- [Instructions to follow]: Of the lines below, report only those that contain "Result".

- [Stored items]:
========================================================================

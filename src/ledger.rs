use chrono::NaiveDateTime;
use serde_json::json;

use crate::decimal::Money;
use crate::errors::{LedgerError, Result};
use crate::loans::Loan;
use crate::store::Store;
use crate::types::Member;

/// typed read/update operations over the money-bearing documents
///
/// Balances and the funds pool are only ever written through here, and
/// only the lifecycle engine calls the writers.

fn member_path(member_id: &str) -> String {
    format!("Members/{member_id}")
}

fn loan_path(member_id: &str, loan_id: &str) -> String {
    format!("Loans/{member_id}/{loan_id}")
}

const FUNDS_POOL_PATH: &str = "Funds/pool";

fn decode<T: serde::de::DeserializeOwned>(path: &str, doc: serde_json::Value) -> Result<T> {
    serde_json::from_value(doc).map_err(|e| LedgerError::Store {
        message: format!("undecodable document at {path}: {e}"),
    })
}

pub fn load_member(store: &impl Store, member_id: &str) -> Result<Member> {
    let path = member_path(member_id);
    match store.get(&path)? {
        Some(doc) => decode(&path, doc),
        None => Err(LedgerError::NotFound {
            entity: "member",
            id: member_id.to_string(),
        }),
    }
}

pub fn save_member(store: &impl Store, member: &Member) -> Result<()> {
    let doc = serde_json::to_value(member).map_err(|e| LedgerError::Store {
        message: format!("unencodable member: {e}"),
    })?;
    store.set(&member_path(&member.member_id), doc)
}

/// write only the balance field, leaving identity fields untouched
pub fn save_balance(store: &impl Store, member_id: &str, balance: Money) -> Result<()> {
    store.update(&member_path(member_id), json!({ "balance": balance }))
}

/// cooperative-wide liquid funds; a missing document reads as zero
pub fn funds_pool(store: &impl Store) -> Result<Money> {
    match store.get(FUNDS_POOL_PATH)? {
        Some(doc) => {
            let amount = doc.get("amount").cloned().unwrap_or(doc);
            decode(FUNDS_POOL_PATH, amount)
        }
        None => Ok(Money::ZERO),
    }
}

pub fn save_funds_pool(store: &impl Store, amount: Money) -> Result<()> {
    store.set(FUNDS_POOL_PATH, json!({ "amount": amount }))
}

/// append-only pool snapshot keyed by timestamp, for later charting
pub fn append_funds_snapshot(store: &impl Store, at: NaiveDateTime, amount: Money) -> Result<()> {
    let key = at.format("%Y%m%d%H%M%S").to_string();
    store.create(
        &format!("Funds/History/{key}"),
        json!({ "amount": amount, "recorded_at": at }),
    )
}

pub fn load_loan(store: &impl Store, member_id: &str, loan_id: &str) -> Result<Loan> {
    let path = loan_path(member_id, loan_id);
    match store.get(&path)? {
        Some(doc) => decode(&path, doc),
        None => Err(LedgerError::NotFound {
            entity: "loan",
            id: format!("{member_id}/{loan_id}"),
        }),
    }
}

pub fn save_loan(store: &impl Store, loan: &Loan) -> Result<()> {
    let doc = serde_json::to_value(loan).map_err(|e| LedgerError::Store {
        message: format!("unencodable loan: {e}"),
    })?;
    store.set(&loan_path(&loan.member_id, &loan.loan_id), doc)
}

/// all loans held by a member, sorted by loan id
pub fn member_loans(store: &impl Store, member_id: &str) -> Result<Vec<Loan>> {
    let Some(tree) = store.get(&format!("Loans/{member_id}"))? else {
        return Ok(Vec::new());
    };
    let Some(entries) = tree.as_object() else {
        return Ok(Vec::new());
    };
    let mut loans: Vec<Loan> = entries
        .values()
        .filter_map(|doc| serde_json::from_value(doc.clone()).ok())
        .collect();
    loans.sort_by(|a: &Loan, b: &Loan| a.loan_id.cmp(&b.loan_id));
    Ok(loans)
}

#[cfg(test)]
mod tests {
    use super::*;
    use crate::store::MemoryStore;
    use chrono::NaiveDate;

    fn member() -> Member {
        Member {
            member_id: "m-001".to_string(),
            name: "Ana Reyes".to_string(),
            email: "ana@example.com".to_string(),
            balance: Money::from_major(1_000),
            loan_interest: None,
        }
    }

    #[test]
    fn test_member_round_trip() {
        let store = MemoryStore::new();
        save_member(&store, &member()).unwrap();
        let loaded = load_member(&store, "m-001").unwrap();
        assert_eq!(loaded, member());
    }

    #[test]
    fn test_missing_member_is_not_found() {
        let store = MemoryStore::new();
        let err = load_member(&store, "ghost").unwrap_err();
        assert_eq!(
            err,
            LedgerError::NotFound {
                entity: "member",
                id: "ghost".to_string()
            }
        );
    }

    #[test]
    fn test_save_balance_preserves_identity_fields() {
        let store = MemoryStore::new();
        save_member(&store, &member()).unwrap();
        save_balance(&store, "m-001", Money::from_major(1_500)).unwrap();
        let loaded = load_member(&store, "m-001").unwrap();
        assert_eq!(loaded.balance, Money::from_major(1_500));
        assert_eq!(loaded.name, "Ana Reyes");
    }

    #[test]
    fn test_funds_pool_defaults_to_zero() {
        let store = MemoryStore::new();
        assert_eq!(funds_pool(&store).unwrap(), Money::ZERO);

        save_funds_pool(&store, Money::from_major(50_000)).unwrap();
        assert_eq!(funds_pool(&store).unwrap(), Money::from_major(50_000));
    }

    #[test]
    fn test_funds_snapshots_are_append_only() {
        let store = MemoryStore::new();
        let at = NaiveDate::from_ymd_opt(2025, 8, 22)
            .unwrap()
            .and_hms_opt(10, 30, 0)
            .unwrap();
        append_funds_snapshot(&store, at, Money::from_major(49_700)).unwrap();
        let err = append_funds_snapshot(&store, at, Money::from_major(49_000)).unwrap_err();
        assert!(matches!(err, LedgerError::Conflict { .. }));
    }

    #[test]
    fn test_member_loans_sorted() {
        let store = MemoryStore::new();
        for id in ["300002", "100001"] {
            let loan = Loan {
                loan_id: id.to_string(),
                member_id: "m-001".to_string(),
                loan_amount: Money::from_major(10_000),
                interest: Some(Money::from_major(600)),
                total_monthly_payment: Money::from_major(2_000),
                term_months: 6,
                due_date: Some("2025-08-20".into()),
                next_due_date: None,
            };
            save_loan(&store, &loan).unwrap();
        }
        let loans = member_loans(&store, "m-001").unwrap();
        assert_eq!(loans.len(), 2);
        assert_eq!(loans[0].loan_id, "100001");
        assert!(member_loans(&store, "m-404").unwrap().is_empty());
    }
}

========================================================================

- [The completed task]:
use crate::errors::{LedgerError, Result};
fn decode<T: serde::de::DeserializeOwned>(path: &str, doc: serde_json::Value) -> Result<T> {
pub fn load_member(store: &impl Store, member_id: &str) -> Result<Member> {
pub fn save_member(store: &impl Store, member: &Member) -> Result<()> {
pub fn save_balance(store: &impl Store, member_id: &str, balance: Money) -> Result<()> {
pub fn funds_pool(store: &impl Store) -> Result<Money> {
pub fn save_funds_pool(store: &impl Store, amount: Money) -> Result<()> {
pub fn append_funds_snapshot(store: &impl Store, at: NaiveDateTime, amount: Money) -> Result<()> {
pub fn load_loan(store: &impl Store, member_id: &str, loan_id: &str) -> Result<Loan> {
pub fn save_loan(store: &impl Store, loan: &Loan) -> Result<()> {
pub fn member_loans(store: &impl Store, member_id: &str) -> Result<Vec<Loan>> {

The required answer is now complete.